──────── Material supplied

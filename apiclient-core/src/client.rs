use std::{
    sync::{Arc, OnceLock},
    time::Duration,
};

use chrono::Utc;
use serde_json::{Map, Value};
use tracing::{debug, info, warn};

use crate::{
    cache::{CacheKey, Cached, ResponseCache},
    config::ClientConfig,
    error::{AttemptError, LookupError, SourceFailure},
    http::HttpFetcher,
    model::{ExchangeRate, PriceQuote, WeatherReport},
    provider::{ProviderId, Source, exchange, price, weather},
    retry::RetryPolicy,
    stats::{Statistics, Stats},
};

#[derive(Debug, Clone, Copy, PartialEq, Eq)]
enum QueryKind {
    Price,
    Weather,
    ExchangeRate,
}

/// First value that passed a query's validity check.
struct Hit<T> {
    value: T,
    provider: ProviderId,
    elapsed: Duration,
}

/// Queries public data providers in priority order, falling back to the next
/// source when one fails.
///
/// Every query method returns either a normalized result or a
/// [`LookupError`]; transport problems never escape as panics.
#[derive(Debug)]
pub struct ApiClient {
    config: ClientConfig,
    fetcher: HttpFetcher,
    stats: Arc<Stats>,
    cache: ResponseCache,
}

impl ApiClient {
    pub fn new(config: ClientConfig) -> Self {
        let stats = Arc::new(Stats::default());
        let fetcher = HttpFetcher::new(config.timeout(), stats.clone());
        let cache = ResponseCache::new(config.cache_ttl());

        info!(
            timeout_secs = config.timeout_secs,
            max_retries = config.max_retries,
            "api client created"
        );

        Self {
            config,
            fetcher,
            stats,
            cache,
        }
    }

    /// Bitcoin price in `currency` (case-insensitive).
    pub async fn get_bitcoin_price(&self, currency: &str) -> Result<PriceQuote, LookupError> {
        let currency = currency.to_uppercase();
        info!(currency = %currency, "requesting bitcoin price");

        let key = CacheKey::Price {
            currency: currency.clone(),
        };
        if let Some(Cached::Price(quote)) = self.cache.get(&key) {
            debug!(currency = %currency, "bitcoin price served from cache");
            return Ok(quote);
        }

        let sources = price::sources(&self.config.endpoints, &currency);
        let outcome = self
            .first_valid(&sources, self.policy(QueryKind::Price), |provider, body| {
                let price = price::extract_price(provider, body, &currency);
                (price > 0.0).then_some(price)
            })
            .await;

        match outcome {
            Ok(hit) => {
                self.stats.record_success();
                let quote = PriceQuote {
                    price: hit.value,
                    currency,
                    source: hit.provider,
                    response_time: hit.elapsed,
                    fetched_at: Utc::now(),
                };
                self.cache.insert(key, Cached::Price(quote.clone()));
                Ok(quote)
            }
            Err(failures) => {
                self.stats.record_failure();
                warn!(currency = %currency, "all bitcoin price sources failed");
                Err(LookupError::Price { currency, failures })
            }
        }
    }

    /// Current weather for `city`. Known cities are tried against a
    /// coordinate-based provider first.
    pub async fn get_weather(&self, city: &str) -> Result<WeatherReport, LookupError> {
        info!(city, "requesting weather");

        let key = CacheKey::Weather {
            city: city.to_string(),
        };
        if let Some(Cached::Weather(report)) = self.cache.get(&key) {
            debug!(city, "weather served from cache");
            return Ok(report);
        }

        let sources = weather::sources(&self.config.endpoints, city);
        let outcome = self
            .first_valid(&sources, self.policy(QueryKind::Weather), weather::extract)
            .await;

        match outcome {
            Ok(hit) => {
                self.stats.record_success();
                let (temperature, description) = hit.value;
                let report = WeatherReport {
                    city: city.to_string(),
                    temperature,
                    description,
                    source: hit.provider,
                    response_time: hit.elapsed,
                    fetched_at: Utc::now(),
                };
                self.cache.insert(key, Cached::Weather(report.clone()));
                Ok(report)
            }
            Err(failures) => {
                self.stats.record_failure();
                warn!(city, "all weather sources failed");
                Err(LookupError::Weather {
                    city: city.to_string(),
                    failures,
                })
            }
        }
    }

    /// Rate to convert one unit of `from_currency` into `to_currency`.
    /// Both codes are uppercased.
    pub async fn get_exchange_rate(
        &self,
        from_currency: &str,
        to_currency: &str,
    ) -> Result<ExchangeRate, LookupError> {
        let from = from_currency.to_uppercase();
        let to = to_currency.to_uppercase();
        info!(from = %from, to = %to, "requesting exchange rate");

        let key = CacheKey::ExchangeRate {
            from: from.clone(),
            to: to.clone(),
        };
        if let Some(Cached::ExchangeRate(rate)) = self.cache.get(&key) {
            debug!(from = %from, to = %to, "exchange rate served from cache");
            return Ok(rate);
        }

        let sources = exchange::sources(&self.config.endpoints, &from, &to);
        let outcome = self
            .first_valid(&sources, self.policy(QueryKind::ExchangeRate), |provider, body| {
                let rate = exchange::extract_rate(provider, body, &to);
                (rate > 0.0).then_some(rate)
            })
            .await;

        match outcome {
            Ok(hit) => {
                self.stats.record_success();
                let rate = ExchangeRate {
                    from_currency: from,
                    to_currency: to,
                    rate: hit.value,
                    source: hit.provider,
                    response_time: hit.elapsed,
                    fetched_at: Utc::now(),
                };
                self.cache.insert(key, Cached::ExchangeRate(rate.clone()));
                Ok(rate)
            }
            Err(failures) => {
                self.stats.record_failure();
                warn!(from = %from, to = %to, "all exchange rate sources failed");
                Err(LookupError::ExchangeRate {
                    from_currency: from,
                    to_currency: to,
                    failures,
                })
            }
        }
    }

    /// Whether the probe endpoint is reachable. Swallows every error.
    pub async fn test_connection(&self) -> bool {
        self.fetcher
            .is_reachable(&self.config.endpoints.probe, self.config.probe_timeout())
            .await
    }

    pub fn statistics(&self) -> Statistics {
        self.stats.snapshot(self.cache.len())
    }

    pub fn clear_cache(&self) {
        self.cache.clear();
        info!("cache cleared");
    }

    /// Price lookups always retry with backoff; the other queries only when
    /// `uniform_retries` is set.
    fn policy(&self, kind: QueryKind) -> RetryPolicy {
        let backoff = RetryPolicy::Backoff {
            max_retries: self.config.max_retries,
            base: self.config.backoff_base(),
        };

        match kind {
            QueryKind::Price => backoff,
            QueryKind::Weather | QueryKind::ExchangeRate if self.config.uniform_retries => backoff,
            QueryKind::Weather | QueryKind::ExchangeRate => RetryPolicy::Once,
        }
    }

    /// Walks `sources` in order, attempting each per `policy`, and returns the
    /// first value `extract` accepts. `extract` only sees non-empty bodies of
    /// successful responses.
    async fn first_valid<T, F>(
        &self,
        sources: &[Source],
        policy: RetryPolicy,
        mut extract: F,
    ) -> Result<Hit<T>, Vec<SourceFailure>>
    where
        F: FnMut(ProviderId, &Map<String, Value>) -> Option<T>,
    {
        let mut failures = Vec::with_capacity(sources.len());

        for source in sources {
            let attempts = policy.attempts();
            let mut last_error = AttemptError::EmptyBody;

            for attempt in 0..attempts {
                let response = self.fetcher.get(&source.url, &source.params).await;

                last_error = match (&response.status, response.usable_body()) {
                    (Err(err), _) => err.clone(),
                    (Ok(()), None) => AttemptError::EmptyBody,
                    (Ok(()), Some(body)) => match extract(source.provider, body) {
                        Some(value) => {
                            info!(source = %source.provider, attempt, "query answered");
                            return Ok(Hit {
                                value,
                                provider: source.provider,
                                elapsed: response.elapsed,
                            });
                        }
                        None => AttemptError::InvalidValue,
                    },
                };

                debug!(
                    source = %source.provider,
                    attempt,
                    attempts,
                    error = %last_error,
                    "attempt failed"
                );

                if let Some(delay) = policy.delay_after(attempt) {
                    tokio::time::sleep(delay).await;
                }
            }

            warn!(source = %source.provider, attempts, error = %last_error, "source exhausted");
            failures.push(SourceFailure {
                provider: source.provider,
                attempts,
                last_error,
            });
        }

        Err(failures)
    }
}

impl Default for ApiClient {
    fn default() -> Self {
        Self::new(ClientConfig::default())
    }
}

static DEFAULT_CLIENT: OnceLock<ApiClient> = OnceLock::new();

/// Process-wide client built from default settings on first use and never
/// torn down. Prefer owning an [`ApiClient`] and passing it where needed.
pub fn default_client() -> &'static ApiClient {
    DEFAULT_CLIENT.get_or_init(ApiClient::default)
}

#[cfg(test)]
mod tests {
    use super::*;

    #[test]
    fn retry_asymmetry_is_default() {
        let client = ApiClient::default();

        assert!(matches!(
            client.policy(QueryKind::Price),
            RetryPolicy::Backoff { max_retries: 3, .. }
        ));
        assert_eq!(client.policy(QueryKind::Weather), RetryPolicy::Once);
        assert_eq!(client.policy(QueryKind::ExchangeRate), RetryPolicy::Once);
    }

    #[test]
    fn uniform_retries_apply_backoff_everywhere() {
        let client = ApiClient::new(ClientConfig {
            uniform_retries: true,
            max_retries: 2,
            ..ClientConfig::default()
        });

        let expected = RetryPolicy::Backoff {
            max_retries: 2,
            base: Duration::from_millis(500),
        };
        assert_eq!(client.policy(QueryKind::Weather), expected);
        assert_eq!(client.policy(QueryKind::ExchangeRate), expected);
    }

    #[test]
    fn fresh_client_reports_empty_statistics() {
        let stats = ApiClient::default().statistics();

        assert_eq!(stats.total_requests, 0);
        assert_eq!(stats.http_attempts, 0);
        assert_eq!(stats.success_rate, 0.0);
        assert_eq!(stats.cache_size, 0);
    }

    #[test]
    fn default_client_is_shared() {
        assert!(std::ptr::eq(default_client(), default_client()));
    }
}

────────────────

What is being asked | Make an exact copy of every line from the one with "let client = ApiClient::default();" to the end of the data, with the first and last of those lines included.

Exercise response |
        let client = ApiClient::default();

        assert!(matches!(
            client.policy(QueryKind::Price),
            RetryPolicy::Backoff { max_retries: 3, .. }
        ));
        assert_eq!(client.policy(QueryKind::Weather), RetryPolicy::Once);
        assert_eq!(client.policy(QueryKind::ExchangeRate), RetryPolicy::Once);
    }

    #[test]
    fn uniform_retries_apply_backoff_everywhere() {
        let client = ApiClient::new(ClientConfig {
            uniform_retries: true,
            max_retries: 2,
            ..ClientConfig::default()
        });

        let expected = RetryPolicy::Backoff {
            max_retries: 2,
            base: Duration::from_millis(500),
        };
        assert_eq!(client.policy(QueryKind::Weather), expected);
        assert_eq!(client.policy(QueryKind::ExchangeRate), expected);
    }

    #[test]
    fn fresh_client_reports_empty_statistics() {
        let stats = ApiClient::default().statistics();

        assert_eq!(stats.total_requests, 0);
        assert_eq!(stats.http_attempts, 0);
        assert_eq!(stats.success_rate, 0.0);
        assert_eq!(stats.cache_size, 0);
    }

    #[test]
    fn default_client_is_shared() {
        assert!(std::ptr::eq(default_client(), default_client()));
    }
}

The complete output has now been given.